Of the lines in the data below, write out exactly those from the one holding "Self(ip.octets())" through the one holding "was written in.", both included.

[Collected data]

◇ ◇ ◇ ◇ ◇ ◇ ◇

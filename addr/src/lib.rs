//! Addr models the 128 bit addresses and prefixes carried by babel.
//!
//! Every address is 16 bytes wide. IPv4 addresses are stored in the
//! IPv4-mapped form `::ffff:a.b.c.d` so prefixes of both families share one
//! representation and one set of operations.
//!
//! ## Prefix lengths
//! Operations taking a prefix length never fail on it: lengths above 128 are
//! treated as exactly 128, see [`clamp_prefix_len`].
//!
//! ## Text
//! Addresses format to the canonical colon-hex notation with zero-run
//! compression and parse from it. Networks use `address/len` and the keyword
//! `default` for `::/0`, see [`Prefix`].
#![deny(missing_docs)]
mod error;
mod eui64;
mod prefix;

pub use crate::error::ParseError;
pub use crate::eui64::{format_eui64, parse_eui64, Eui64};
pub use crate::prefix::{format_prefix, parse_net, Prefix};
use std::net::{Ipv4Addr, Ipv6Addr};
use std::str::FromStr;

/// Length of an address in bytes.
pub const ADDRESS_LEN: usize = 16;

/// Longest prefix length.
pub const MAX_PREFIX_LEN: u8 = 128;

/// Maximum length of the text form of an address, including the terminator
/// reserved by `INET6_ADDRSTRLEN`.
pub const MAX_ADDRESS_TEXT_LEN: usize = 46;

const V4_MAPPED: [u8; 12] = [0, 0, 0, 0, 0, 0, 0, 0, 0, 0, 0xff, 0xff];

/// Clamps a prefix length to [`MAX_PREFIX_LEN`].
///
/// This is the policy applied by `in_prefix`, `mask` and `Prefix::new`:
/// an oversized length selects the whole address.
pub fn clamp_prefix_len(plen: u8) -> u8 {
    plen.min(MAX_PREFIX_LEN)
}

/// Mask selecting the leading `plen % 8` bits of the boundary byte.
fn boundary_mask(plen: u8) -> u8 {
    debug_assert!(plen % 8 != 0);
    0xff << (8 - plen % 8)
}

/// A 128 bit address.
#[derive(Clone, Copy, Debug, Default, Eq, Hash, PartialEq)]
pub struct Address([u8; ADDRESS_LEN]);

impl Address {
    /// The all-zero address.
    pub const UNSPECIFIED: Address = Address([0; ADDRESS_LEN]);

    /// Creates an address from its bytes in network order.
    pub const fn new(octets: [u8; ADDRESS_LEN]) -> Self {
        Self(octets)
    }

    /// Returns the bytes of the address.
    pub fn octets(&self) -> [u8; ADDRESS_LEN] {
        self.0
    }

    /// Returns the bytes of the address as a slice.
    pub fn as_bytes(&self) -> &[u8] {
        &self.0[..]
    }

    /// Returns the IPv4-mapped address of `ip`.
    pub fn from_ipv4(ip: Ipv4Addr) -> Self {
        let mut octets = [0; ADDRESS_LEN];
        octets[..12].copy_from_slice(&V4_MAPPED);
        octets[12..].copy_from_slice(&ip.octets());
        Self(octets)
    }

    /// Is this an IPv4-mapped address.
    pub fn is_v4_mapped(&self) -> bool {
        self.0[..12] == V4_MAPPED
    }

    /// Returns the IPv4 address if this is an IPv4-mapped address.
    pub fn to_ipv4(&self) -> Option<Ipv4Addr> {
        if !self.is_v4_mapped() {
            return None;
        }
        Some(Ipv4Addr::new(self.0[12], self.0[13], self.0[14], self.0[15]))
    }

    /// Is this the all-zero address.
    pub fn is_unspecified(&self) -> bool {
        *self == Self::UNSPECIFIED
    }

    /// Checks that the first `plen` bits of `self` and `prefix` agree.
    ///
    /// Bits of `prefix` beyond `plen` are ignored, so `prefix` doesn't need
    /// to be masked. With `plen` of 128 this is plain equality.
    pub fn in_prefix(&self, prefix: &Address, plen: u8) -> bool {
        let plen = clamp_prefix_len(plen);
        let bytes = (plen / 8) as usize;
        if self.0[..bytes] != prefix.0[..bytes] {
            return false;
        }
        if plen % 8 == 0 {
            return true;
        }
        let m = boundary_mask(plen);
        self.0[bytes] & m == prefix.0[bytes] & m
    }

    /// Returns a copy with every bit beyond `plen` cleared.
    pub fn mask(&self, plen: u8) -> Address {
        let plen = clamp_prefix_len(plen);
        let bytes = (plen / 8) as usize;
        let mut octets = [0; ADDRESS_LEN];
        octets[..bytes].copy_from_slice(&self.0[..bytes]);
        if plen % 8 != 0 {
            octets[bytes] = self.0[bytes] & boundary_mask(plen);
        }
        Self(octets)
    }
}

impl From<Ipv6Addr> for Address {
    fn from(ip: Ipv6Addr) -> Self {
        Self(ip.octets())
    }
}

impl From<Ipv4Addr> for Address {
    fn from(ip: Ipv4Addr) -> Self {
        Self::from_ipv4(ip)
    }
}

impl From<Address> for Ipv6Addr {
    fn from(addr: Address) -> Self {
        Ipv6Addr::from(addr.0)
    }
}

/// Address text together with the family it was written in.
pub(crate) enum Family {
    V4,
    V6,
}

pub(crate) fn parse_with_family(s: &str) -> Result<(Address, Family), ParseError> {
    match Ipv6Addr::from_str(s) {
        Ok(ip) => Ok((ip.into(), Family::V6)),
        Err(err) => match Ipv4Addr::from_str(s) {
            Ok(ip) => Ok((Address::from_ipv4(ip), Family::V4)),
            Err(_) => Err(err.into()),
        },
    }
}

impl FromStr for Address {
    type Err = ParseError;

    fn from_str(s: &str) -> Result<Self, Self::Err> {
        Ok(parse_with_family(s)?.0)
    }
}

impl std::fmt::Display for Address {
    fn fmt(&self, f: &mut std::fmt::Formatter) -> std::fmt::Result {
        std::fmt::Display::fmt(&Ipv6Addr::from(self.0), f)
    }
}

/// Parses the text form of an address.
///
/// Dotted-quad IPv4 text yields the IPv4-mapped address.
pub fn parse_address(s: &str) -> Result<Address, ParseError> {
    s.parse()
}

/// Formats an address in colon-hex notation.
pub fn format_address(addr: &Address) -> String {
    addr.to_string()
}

◇ ◇ ◇ ◇ ◇ ◇ ◇

• _REPLY TO THE EXERCISE_:
        Self(ip.octets())
    }
}

impl From<Ipv4Addr> for Address {
    fn from(ip: Ipv4Addr) -> Self {
        Self::from_ipv4(ip)
    }
}

impl From<Address> for Ipv6Addr {
    fn from(addr: Address) -> Self {
        Ipv6Addr::from(addr.0)
    }
}

/// Address text together with the family it was written in.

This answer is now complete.